Men's freestyle wrestling

Representing Turkey

Olympic Games

European Championships

= Gazanfer Bilge =

Turkish wrestler (1924–2008)

Gazanfer Bilge (July 23, 1924 - April 20, 2008) was a Turkish sports wrestler of Circassian descent who won the gold medal in the Featherweight class of Men's Freestyle Wrestling at the 1948 Olympics.

==Biography==
Gazanfer Bilge was born July 23, 1924, in Karamürsel, Kocaeli. He began wrestling in his age of 17, and was admitted to the national team during his military service. After winning the European champion title, he became the first Olympic gold medalist for Turkey in freestyle wrestling in London, England.

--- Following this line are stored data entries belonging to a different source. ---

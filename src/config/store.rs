//! On-disk configuration for the Dragino board
//!
//! The deployment file is flat TOML carrying the radio parameters, the
//! GPS serial settings and the activation material. Key material is
//! written as contiguous hex strings. After a successful OTAA join the
//! derived session (devaddr, nwkskey, appskey, fcount) is written back so
//! later runs skip the handshake.
//!
//! The uplink frame counter lives in its own file (`fcount_filename`): a
//! single decimal integer plus newline, rewritten in full after every
//! transmission hand-off so a crash cannot replay a counter value.

use core::fmt;
use std::fs;
use std::path::{Path, PathBuf};

use serde::{Deserialize, Serialize};
use tracing::{debug, info, warn};

use crate::config::device::{AESKey, AuthMode, DevAddr, EUI64};

/// Frame counter used when no persisted value can be read
pub const DEFAULT_FCOUNT: u32 = 1;

/// Configuration error
#[derive(Debug)]
pub enum ConfigError {
    /// File could not be read or written
    Io(std::io::Error),
    /// File is not valid TOML
    Parse(toml::de::Error),
    /// A field required by the configured auth mode is absent
    MissingField(&'static str),
    /// A field is present but unusable (bad hex, wrong length, unknown mode)
    InvalidField(&'static str),
}

impl fmt::Display for ConfigError {
    fn fmt(&self, f: &mut fmt::Formatter<'_>) -> fmt::Result {
        match self {
            ConfigError::Io(err) => write!(f, "config i/o error: {}", err),
            ConfigError::Parse(err) => write!(f, "config parse error: {}", err),
            ConfigError::MissingField(field) => write!(f, "missing required field {}", field),
            ConfigError::InvalidField(field) => write!(f, "invalid value for field {}", field),
        }
    }
}

impl std::error::Error for ConfigError {
    fn source(&self) -> Option<&(dyn std::error::Error + 'static)> {
        match self {
            ConfigError::Io(err) => Some(err),
            ConfigError::Parse(err) => Some(err),
            _ => None,
        }
    }
}

impl From<std::io::Error> for ConfigError {
    fn from(err: std::io::Error) -> Self {
        ConfigError::Io(err)
    }
}

/// The file exactly as serialized; optional fields cover both auth modes
/// and the cached OTAA session
#[derive(Debug, Clone, Serialize, Deserialize)]
struct RawConfig {
    gps_baud_rate: u32,
    gps_serial_port: String,
    gps_serial_timeout: u32,
    gps_wait_period: u32,
    spreading_factor: u8,
    max_power: String,
    output_power: String,
    sync_word: String,
    rx_crc: bool,
    fcount_filename: String,
    auth_mode: String,
    #[serde(default, skip_serializing_if = "Option::is_none")]
    devaddr: Option<String>,
    #[serde(default, skip_serializing_if = "Option::is_none")]
    nwskey: Option<String>,
    #[serde(default, skip_serializing_if = "Option::is_none")]
    appskey: Option<String>,
    #[serde(default, skip_serializing_if = "Option::is_none")]
    deveui: Option<String>,
    #[serde(default, skip_serializing_if = "Option::is_none")]
    appeui: Option<String>,
    #[serde(default, skip_serializing_if = "Option::is_none")]
    appkey: Option<String>,
    #[serde(default, skip_serializing_if = "Option::is_none")]
    nwkskey: Option<String>,
    #[serde(default, skip_serializing_if = "Option::is_none")]
    fcount: Option<u32>,
}

/// Session cached in the config file after an OTAA join
#[derive(Debug, Clone, PartialEq, Eq)]
pub struct CachedSession {
    /// Assigned device address
    pub devaddr: DevAddr,
    /// Derived network session key
    pub nwkskey: AESKey,
    /// Derived application session key
    pub appskey: AESKey,
}

/// Activation material, by mode
#[derive(Debug, Clone)]
pub enum AuthConfig {
    /// Static session keys from the file
    Abp {
        /// Provisioned device address
        devaddr: DevAddr,
        /// Provisioned network session key
        nwskey: AESKey,
        /// Provisioned application session key
        appskey: AESKey,
    },
    /// Join material, plus the cached session of an earlier join if one
    /// was saved
    Otaa {
        /// Device EUI (logical big-endian)
        deveui: EUI64,
        /// Application EUI (logical big-endian)
        appeui: EUI64,
        /// Root application key
        appkey: AESKey,
        /// Session written back by a previous join, if any
        session: Option<CachedSession>,
    },
}

/// Parsed board configuration
#[derive(Debug, Clone)]
pub struct DraginoConfig {
    path: PathBuf,
    raw: RawConfig,
    /// GPS serial baud rate
    pub gps_baud_rate: u32,
    /// GPS serial device path
    pub gps_serial_port: String,
    /// GPS serial read timeout in seconds
    pub gps_serial_timeout: u32,
    /// How long to wait for a GPS fix in seconds
    pub gps_wait_period: u32,
    /// LoRa spreading factor (7-12)
    pub spreading_factor: u8,
    /// PA max power register nibble
    pub max_power: u8,
    /// PA output power register nibble
    pub output_power: u8,
    /// LoRa sync word (0x34 for public networks)
    pub sync_word: u8,
    /// Whether the receiver checks payload CRCs
    pub rx_crc: bool,
    /// Path of the frame-counter file
    pub fcount_filename: PathBuf,
    /// Activation material
    pub auth: AuthConfig,
}

fn parse_hex_byte(value: &str, field: &'static str) -> Result<u8, ConfigError> {
    u8::from_str_radix(value.trim().trim_start_matches("0x"), 16)
        .map_err(|_| ConfigError::InvalidField(field))
}

fn parse_hex<const N: usize>(value: &str, field: &'static str) -> Result<[u8; N], ConfigError> {
    let bytes = hex::decode(value.trim()).map_err(|_| ConfigError::InvalidField(field))?;
    bytes
        .try_into()
        .map_err(|_| ConfigError::InvalidField(field))
}

fn require<'a>(
    value: &'a Option<String>,
    field: &'static str,
) -> Result<&'a str, ConfigError> {
    value.as_deref().ok_or(ConfigError::MissingField(field))
}

impl DraginoConfig {
    /// Load and validate the configuration file
    pub fn load(path: &Path) -> Result<Self, ConfigError> {
        let content = fs::read_to_string(path)?;
        let raw: RawConfig = toml::from_str(&content).map_err(ConfigError::Parse)?;

        let auth = match raw.auth_mode.to_uppercase().as_str() {
            "ABP" => {
                info!("using ABP mode");
                AuthConfig::Abp {
                    devaddr: DevAddr::new(parse_hex(require(&raw.devaddr, "devaddr")?, "devaddr")?),
                    nwskey: AESKey::new(parse_hex(require(&raw.nwskey, "nwskey")?, "nwskey")?),
                    appskey: AESKey::new(parse_hex(require(&raw.appskey, "appskey")?, "appskey")?),
                }
            }
            "OTAA" => {
                info!("using OTAA mode");
                let session = match (&raw.devaddr, &raw.nwkskey, &raw.appskey) {
                    (Some(devaddr), Some(nwkskey), Some(appskey)) => Some(CachedSession {
                        devaddr: DevAddr::new(parse_hex(devaddr, "devaddr")?),
                        nwkskey: AESKey::new(parse_hex(nwkskey, "nwkskey")?),
                        appskey: AESKey::new(parse_hex(appskey, "appskey")?),
                    }),
                    _ => {
                        debug!("no cached session details");
                        None
                    }
                };
                AuthConfig::Otaa {
                    deveui: parse_hex(require(&raw.deveui, "deveui")?, "deveui")?,
                    appeui: parse_hex(require(&raw.appeui, "appeui")?, "appeui")?,
                    appkey: AESKey::new(parse_hex(require(&raw.appkey, "appkey")?, "appkey")?),
                    session,
                }
            }
            _ => return Err(ConfigError::InvalidField("auth_mode")),
        };

        Ok(Self {
            path: path.to_path_buf(),
            gps_baud_rate: raw.gps_baud_rate,
            gps_serial_port: raw.gps_serial_port.clone(),
            gps_serial_timeout: raw.gps_serial_timeout,
            gps_wait_period: raw.gps_wait_period,
            spreading_factor: raw.spreading_factor,
            max_power: parse_hex_byte(&raw.max_power, "max_power")?,
            output_power: parse_hex_byte(&raw.output_power, "output_power")?,
            sync_word: parse_hex_byte(&raw.sync_word, "sync_word")?,
            rx_crc: raw.rx_crc,
            fcount_filename: PathBuf::from(&raw.fcount_filename),
            auth,
            raw,
        })
    }

    /// The configured activation mode
    pub fn auth_mode(&self) -> AuthMode {
        match self.auth {
            AuthConfig::Abp { .. } => AuthMode::Abp,
            AuthConfig::Otaa { .. } => AuthMode::Otaa,
        }
    }

    /// True when session keys are available without a join handshake
    pub fn joined(&self) -> bool {
        match &self.auth {
            AuthConfig::Abp { .. } => true,
            AuthConfig::Otaa { session, .. } => session.is_some(),
        }
    }

    /// Read the persisted frame counter
    ///
    /// Falls back to the value cached in the config file, then to
    /// [`DEFAULT_FCOUNT`], when the counter file is absent or unreadable.
    pub fn read_fcount(&self) -> u32 {
        match fs::read_to_string(&self.fcount_filename) {
            Ok(content) => match content.trim().parse::<u32>() {
                Ok(fcount) => {
                    debug!("frame count {} read from {:?}", fcount, self.fcount_filename);
                    fcount
                }
                Err(_) => {
                    warn!("unparsable frame count file, resetting count");
                    DEFAULT_FCOUNT
                }
            },
            Err(_) => {
                let fcount = self.raw.fcount.unwrap_or(DEFAULT_FCOUNT);
                warn!("no frame count file, starting at {}", fcount);
                fcount
            }
        }
    }

    /// Persist the frame counter: truncate and rewrite the counter file
    /// with the decimal value plus newline
    ///
    /// Failures are logged and otherwise ignored; losing a counter write
    /// must never take the link down.
    pub fn save_fcount(&mut self, fcount: u32) {
        self.raw.fcount = Some(fcount);
        if let Err(err) = fs::write(&self.fcount_filename, format!("{}\n", fcount)) {
            warn!(
                "unable to persist frame count to {:?}: {}",
                self.fcount_filename, err
            );
        }
    }

    /// Write the derived OTAA session back to the config file and persist
    /// the reset frame counter
    pub fn save_credentials(
        &mut self,
        devaddr: DevAddr,
        nwkskey: &AESKey,
        appskey: &AESKey,
        fcount: u32,
    ) -> Result<(), ConfigError> {
        if let AuthConfig::Otaa { session, .. } = &mut self.auth {
            *session = Some(CachedSession {
                devaddr,
                nwkskey: nwkskey.clone(),
                appskey: appskey.clone(),
            });
        }
        self.raw.devaddr = Some(hex::encode_upper(devaddr.as_bytes()));
        self.raw.nwkskey = Some(hex::encode_upper(nwkskey.as_bytes()));
        self.raw.appskey = Some(hex::encode_upper(appskey.as_bytes()));
        self.save_fcount(fcount);
        self.save()
    }

    fn save(&self) -> Result<(), ConfigError> {
        let content = toml::to_string(&self.raw)
            .map_err(|_| ConfigError::InvalidField("configuration not serializable"))?;
        fs::write(&self.path, content)?;
        debug!("configuration written back to {:?}", self.path);
        Ok(())
    }
}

Gazanfer Bilge retired in 1953 from active sports after his exclusion from participation at the Helsinki Olympics in 1952. The International Fair Play Committee (CIFP) in Paris, France, honored him with the "2002 Public relations - Service to Sports and Community Trophy".

Gazanfer Bilge also owned a large overland coach business. He donated to the town where he was born and grown up a primary school for hearing-impaired students, a vocational school for physical education and sports at Kocaeli University, an orphanage and a building for homeless people. He also supported many young wrestlers and students with scholarships. A sports hall located in Büyükçekmece, Istanbul, opened in August 2006, is named after him as well. In 1963 Bilge was imprisoned for a year after he shot fellow Olympian Adil Atan.

He was married and had a son named Muzaffer Bilge.

==Achievements==
- 1946 European Wrestling Championships in Stockholm, Sweden - gold
- 1948 Olympics - gold

==Death==
Gazanfer Bilge died on April 20, 2008, in Istanbul due to complications related to his liver.